■ Problem description ■
Collect all lines containing the word "artist" from the data.

--- START ---

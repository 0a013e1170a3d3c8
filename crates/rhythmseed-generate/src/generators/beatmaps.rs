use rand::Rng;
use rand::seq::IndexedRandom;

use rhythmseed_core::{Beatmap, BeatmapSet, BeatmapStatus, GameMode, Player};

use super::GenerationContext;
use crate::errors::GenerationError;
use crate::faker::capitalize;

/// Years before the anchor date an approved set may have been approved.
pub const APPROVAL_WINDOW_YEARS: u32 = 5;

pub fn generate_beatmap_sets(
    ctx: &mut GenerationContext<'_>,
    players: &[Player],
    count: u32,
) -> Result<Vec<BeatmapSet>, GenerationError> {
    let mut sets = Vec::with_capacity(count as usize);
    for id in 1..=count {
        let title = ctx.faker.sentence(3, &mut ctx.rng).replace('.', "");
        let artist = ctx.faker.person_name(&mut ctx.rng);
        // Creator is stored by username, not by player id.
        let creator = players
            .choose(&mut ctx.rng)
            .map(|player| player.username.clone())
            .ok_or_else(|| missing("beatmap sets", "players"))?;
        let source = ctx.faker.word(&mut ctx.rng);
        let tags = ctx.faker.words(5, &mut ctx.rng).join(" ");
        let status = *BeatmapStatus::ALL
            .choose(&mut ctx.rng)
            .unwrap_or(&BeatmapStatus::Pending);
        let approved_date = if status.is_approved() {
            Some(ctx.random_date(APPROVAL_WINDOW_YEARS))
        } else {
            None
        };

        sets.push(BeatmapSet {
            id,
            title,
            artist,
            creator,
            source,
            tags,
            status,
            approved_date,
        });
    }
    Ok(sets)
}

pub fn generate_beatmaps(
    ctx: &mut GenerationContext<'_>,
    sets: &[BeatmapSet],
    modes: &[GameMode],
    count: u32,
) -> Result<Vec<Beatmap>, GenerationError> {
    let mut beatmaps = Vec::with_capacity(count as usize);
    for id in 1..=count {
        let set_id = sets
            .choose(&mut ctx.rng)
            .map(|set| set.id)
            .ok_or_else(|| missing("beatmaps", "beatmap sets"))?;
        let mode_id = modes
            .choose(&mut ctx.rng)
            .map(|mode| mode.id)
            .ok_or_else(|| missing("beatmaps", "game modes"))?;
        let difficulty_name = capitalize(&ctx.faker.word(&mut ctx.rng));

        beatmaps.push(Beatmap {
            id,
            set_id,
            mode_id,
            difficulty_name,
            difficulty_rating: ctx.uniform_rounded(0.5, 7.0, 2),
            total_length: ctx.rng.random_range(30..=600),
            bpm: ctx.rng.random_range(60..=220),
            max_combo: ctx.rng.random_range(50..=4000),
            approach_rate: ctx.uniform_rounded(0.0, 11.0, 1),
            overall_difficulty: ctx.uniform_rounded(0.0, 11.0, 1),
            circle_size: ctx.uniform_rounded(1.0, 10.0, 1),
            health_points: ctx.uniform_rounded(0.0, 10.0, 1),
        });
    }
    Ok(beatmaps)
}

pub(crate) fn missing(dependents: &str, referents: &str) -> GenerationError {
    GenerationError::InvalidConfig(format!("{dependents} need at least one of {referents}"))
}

--- END ---
--- START ---

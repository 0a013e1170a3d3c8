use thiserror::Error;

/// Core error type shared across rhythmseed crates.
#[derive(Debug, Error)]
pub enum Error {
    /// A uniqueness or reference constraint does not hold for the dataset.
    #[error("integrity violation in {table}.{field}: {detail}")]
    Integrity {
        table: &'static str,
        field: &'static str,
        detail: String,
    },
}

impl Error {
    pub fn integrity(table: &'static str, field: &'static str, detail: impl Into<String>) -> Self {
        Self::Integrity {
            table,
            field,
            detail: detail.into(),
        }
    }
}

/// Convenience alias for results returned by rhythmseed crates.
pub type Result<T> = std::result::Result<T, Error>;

--- END ---

■ Output below ■
        let artist = ctx.faker.person_name(&mut ctx.rng);
            artist,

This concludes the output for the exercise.